Activity »
Among the records that follow, set down only the lines from the one containing "pub(crate) fn bump(&mut" to the one containing "impl ActivationGate for PathGate", both included, exactly.

(Collected data)
..........

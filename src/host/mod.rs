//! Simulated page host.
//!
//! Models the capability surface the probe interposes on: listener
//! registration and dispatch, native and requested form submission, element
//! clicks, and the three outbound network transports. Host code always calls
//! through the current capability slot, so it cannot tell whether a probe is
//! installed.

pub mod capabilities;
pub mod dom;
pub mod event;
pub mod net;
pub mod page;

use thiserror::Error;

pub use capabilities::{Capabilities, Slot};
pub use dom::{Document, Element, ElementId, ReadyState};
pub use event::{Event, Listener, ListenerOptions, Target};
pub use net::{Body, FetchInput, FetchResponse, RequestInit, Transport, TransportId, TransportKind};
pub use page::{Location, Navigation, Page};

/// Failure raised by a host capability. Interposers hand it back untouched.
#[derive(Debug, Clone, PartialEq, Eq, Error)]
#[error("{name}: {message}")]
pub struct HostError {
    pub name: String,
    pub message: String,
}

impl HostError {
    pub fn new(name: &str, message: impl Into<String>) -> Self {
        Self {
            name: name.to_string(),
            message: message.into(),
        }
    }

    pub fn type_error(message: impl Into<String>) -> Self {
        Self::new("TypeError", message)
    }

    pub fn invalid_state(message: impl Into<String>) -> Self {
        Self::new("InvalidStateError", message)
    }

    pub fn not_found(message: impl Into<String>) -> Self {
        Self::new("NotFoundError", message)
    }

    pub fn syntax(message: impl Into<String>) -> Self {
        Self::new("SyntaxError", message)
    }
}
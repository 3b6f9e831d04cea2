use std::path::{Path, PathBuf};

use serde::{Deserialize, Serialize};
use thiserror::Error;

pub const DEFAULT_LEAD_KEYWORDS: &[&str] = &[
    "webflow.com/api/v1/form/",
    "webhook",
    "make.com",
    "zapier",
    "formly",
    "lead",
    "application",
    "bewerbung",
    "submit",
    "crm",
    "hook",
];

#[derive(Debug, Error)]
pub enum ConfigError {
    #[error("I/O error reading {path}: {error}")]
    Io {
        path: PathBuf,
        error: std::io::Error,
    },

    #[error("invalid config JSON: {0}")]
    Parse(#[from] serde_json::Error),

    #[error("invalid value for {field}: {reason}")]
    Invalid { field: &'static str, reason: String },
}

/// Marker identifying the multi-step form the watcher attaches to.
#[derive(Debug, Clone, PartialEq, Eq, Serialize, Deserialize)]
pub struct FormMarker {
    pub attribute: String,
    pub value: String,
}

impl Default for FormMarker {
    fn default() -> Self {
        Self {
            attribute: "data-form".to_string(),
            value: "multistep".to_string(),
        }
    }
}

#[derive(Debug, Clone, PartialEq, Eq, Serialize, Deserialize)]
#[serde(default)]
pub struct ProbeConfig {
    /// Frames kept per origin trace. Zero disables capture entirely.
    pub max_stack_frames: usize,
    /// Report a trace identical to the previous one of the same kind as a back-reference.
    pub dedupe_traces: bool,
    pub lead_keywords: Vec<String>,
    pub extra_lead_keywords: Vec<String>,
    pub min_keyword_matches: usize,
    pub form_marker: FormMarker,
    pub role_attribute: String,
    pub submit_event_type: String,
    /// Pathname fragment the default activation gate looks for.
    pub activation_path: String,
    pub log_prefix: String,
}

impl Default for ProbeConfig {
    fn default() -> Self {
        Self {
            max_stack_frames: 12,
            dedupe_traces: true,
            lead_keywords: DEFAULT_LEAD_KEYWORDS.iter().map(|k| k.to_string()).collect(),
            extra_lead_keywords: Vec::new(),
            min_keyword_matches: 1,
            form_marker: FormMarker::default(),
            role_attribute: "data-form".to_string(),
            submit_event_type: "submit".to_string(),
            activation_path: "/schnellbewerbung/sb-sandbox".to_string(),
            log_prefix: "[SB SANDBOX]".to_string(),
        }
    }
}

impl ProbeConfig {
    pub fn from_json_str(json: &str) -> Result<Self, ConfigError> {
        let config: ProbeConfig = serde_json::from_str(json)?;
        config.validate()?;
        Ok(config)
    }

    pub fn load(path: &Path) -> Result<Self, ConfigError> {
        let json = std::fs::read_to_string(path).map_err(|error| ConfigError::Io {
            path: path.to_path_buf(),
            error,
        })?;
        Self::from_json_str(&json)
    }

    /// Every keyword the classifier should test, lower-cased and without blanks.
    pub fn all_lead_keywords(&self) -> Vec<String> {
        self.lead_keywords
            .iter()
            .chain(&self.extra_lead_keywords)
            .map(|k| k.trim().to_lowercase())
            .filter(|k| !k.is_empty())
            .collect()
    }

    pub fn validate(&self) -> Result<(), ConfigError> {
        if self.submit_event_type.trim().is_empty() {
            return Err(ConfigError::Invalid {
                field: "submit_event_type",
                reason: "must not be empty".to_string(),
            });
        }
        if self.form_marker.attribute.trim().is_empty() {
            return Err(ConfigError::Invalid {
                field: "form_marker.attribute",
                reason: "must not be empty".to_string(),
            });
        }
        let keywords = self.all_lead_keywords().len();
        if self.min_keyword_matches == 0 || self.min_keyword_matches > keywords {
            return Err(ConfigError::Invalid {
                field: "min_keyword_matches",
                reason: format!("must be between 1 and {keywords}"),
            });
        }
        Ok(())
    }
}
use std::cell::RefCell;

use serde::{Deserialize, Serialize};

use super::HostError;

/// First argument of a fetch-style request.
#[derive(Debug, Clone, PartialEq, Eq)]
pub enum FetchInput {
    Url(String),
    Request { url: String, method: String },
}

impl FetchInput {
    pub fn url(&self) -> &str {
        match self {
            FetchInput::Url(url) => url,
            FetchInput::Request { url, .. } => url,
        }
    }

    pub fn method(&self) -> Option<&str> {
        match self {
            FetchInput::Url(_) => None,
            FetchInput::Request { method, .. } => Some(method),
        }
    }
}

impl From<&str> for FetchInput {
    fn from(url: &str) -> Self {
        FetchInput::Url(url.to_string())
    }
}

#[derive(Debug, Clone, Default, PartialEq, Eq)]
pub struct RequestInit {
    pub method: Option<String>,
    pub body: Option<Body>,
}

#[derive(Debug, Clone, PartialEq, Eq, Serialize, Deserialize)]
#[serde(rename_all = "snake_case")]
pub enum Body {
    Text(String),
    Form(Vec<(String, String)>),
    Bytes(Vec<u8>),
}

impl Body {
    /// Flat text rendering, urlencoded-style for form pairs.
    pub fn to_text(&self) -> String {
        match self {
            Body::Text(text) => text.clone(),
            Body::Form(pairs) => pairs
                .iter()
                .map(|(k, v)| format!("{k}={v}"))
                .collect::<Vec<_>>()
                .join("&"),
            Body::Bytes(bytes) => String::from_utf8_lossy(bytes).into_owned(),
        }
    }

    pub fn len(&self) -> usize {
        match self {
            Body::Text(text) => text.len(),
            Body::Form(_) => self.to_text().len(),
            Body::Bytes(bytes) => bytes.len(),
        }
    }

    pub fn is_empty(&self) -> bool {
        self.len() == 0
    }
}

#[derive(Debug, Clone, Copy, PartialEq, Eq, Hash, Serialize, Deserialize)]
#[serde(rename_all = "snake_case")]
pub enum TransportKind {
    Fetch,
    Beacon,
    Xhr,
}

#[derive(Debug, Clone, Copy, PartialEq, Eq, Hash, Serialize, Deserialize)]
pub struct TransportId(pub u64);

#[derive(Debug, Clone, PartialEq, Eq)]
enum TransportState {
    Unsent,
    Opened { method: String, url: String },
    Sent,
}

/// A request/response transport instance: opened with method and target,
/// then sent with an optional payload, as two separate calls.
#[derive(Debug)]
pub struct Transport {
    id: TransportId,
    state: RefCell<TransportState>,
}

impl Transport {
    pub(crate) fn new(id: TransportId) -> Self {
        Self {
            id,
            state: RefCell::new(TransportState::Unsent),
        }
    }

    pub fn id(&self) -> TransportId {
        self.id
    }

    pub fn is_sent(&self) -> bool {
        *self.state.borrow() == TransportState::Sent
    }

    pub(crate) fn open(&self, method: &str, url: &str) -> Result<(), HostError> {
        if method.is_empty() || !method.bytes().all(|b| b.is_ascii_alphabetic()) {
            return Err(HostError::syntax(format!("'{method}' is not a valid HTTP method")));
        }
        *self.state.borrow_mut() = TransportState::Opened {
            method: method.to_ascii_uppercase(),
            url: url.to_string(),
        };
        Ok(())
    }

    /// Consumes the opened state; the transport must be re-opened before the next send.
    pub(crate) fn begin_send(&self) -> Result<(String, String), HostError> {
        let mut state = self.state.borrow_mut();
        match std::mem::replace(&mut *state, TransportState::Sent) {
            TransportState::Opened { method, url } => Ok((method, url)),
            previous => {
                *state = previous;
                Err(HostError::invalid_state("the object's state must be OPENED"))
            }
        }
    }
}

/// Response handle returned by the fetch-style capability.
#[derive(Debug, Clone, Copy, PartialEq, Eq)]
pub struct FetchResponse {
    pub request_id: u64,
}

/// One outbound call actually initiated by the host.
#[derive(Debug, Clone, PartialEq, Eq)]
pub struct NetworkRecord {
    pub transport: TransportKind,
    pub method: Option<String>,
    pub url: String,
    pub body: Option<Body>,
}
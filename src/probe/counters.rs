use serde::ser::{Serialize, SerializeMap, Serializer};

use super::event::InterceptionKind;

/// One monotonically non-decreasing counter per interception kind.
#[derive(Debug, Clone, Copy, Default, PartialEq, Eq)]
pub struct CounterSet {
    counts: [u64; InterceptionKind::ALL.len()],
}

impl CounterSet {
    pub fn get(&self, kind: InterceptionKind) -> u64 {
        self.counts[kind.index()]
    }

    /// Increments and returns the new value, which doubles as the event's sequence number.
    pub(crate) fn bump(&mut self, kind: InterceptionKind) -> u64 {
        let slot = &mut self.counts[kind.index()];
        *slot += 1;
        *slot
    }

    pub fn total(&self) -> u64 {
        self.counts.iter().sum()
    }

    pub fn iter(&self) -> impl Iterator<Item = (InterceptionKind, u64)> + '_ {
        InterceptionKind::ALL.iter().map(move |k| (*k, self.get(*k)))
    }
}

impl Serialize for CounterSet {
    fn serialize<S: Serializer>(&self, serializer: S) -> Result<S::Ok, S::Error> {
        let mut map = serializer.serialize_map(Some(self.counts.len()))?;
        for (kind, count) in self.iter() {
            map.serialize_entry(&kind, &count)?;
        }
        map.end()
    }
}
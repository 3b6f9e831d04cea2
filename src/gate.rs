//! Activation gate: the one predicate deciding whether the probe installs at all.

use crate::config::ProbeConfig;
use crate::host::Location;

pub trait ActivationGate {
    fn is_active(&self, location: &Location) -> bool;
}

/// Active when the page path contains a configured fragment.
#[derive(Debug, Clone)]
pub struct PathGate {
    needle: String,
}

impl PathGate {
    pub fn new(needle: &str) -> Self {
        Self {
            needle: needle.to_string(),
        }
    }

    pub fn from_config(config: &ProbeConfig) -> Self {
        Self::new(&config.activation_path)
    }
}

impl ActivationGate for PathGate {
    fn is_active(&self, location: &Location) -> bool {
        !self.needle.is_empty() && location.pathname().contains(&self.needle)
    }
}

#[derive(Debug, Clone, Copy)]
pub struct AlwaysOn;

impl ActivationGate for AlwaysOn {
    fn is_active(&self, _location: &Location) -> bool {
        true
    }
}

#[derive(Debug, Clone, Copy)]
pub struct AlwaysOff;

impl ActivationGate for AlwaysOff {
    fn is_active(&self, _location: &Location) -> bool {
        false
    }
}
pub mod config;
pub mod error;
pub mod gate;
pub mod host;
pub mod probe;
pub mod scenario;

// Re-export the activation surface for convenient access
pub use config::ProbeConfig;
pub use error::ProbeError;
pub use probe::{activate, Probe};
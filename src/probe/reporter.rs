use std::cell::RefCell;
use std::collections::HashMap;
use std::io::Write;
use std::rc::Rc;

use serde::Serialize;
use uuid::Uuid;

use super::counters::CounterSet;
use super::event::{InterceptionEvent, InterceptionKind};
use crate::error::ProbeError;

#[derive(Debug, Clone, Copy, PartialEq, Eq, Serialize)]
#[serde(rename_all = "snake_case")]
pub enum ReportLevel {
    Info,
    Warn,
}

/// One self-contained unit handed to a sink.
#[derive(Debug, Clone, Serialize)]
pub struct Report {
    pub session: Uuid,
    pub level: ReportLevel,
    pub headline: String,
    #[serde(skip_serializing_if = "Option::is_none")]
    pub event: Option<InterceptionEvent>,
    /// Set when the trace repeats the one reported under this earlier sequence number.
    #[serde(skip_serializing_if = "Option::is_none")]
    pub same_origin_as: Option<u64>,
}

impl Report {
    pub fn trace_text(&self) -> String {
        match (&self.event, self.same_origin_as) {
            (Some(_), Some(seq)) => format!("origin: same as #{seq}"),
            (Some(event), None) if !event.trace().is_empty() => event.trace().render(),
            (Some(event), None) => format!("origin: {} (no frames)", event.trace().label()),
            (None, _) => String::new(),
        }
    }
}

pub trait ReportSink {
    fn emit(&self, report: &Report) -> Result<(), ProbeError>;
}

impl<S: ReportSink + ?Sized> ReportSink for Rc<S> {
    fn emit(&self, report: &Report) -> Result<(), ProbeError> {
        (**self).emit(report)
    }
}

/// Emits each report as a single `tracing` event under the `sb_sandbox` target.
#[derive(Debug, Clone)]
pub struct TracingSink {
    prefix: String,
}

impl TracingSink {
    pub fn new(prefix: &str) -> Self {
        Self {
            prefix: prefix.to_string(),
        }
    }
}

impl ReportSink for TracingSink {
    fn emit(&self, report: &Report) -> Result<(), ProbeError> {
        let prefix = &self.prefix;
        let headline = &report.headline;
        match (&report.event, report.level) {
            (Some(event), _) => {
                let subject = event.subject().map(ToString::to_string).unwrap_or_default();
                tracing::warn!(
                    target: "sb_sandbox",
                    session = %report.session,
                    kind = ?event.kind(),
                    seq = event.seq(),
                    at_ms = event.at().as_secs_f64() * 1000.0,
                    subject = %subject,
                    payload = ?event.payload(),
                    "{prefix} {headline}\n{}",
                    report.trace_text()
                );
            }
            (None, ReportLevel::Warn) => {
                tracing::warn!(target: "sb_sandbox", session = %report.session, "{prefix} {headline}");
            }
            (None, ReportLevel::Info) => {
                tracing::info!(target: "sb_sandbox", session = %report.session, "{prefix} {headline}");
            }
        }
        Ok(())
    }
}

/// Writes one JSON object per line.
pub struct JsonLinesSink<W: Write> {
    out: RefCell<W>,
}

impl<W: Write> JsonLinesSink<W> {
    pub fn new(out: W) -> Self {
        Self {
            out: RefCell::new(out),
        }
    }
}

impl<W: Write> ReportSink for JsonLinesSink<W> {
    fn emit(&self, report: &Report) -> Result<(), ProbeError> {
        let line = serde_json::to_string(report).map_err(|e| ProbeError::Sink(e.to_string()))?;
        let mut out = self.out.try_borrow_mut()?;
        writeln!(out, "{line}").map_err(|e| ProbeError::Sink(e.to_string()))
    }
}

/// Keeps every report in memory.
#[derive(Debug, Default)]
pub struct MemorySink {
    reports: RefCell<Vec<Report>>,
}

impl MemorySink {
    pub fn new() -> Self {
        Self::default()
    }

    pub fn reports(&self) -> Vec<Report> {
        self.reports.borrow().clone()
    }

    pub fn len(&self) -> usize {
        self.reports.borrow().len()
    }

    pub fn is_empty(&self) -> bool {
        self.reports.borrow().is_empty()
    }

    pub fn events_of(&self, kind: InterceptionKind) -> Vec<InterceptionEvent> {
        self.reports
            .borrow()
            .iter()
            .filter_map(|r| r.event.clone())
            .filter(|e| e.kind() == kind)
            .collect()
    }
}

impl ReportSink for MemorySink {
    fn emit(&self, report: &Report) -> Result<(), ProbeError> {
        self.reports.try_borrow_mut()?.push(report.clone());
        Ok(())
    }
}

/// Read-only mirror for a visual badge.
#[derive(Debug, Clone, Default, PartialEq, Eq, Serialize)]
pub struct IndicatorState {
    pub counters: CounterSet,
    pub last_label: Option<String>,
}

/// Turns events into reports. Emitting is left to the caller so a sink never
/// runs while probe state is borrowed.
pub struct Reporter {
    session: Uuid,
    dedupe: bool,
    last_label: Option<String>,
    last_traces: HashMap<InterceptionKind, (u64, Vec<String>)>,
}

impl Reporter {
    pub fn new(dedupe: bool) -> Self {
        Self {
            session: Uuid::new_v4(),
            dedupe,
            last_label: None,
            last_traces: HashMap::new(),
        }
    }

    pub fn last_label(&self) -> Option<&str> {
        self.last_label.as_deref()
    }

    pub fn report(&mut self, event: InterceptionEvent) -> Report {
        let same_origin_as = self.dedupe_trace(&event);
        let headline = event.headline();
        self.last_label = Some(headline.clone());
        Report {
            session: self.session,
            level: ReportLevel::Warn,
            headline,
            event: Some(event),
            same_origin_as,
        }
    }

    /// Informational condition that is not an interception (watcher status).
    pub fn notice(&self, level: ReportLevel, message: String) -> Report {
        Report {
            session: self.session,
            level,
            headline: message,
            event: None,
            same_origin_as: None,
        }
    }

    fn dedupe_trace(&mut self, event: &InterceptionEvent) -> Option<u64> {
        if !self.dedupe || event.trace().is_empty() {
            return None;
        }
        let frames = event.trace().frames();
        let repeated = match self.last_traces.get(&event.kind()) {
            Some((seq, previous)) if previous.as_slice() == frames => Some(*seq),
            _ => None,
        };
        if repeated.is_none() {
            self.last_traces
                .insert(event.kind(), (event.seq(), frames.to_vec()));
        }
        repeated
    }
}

..........

Result of this task »
    pub(crate) fn bump(&mut self, kind: InterceptionKind) -> u64 {
        let slot = &mut self.counts[kind.index()];
        *slot += 1;
        *slot
    }

    pub fn total(&self) -> u64 {
        self.counts.iter().sum()
    }

    pub fn iter(&self) -> impl Iterator<Item = (InterceptionKind, u64)> + '_ {
        InterceptionKind::ALL.iter().map(move |k| (*k, self.get(*k)))
    }
}

impl Serialize for CounterSet {
    fn serialize<S: Serializer>(&self, serializer: S) -> Result<S::Ok, S::Error> {
        let mut map = serializer.serialize_map(Some(self.counts.len()))?;
        for (kind, count) in self.iter() {
            map.serialize_entry(&kind, &count)?;
        }
        map.end()
    }
}
repository 3b6f9e831d04cea2
filename src/gate.rs
//! Activation gate: the one predicate deciding whether the probe installs at all.

use crate::config::ProbeConfig;
use crate::host::Location;

pub trait ActivationGate {
    fn is_active(&self, location: &Location) -> bool;
}

/// Active when the page path contains a configured fragment.
#[derive(Debug, Clone)]
pub struct PathGate {
    needle: String,
}

impl PathGate {
    pub fn new(needle: &str) -> Self {
        Self {
            needle: needle.to_string(),
        }
    }

    pub fn from_config(config: &ProbeConfig) -> Self {
        Self::new(&config.activation_path)
    }
}

impl ActivationGate for PathGate {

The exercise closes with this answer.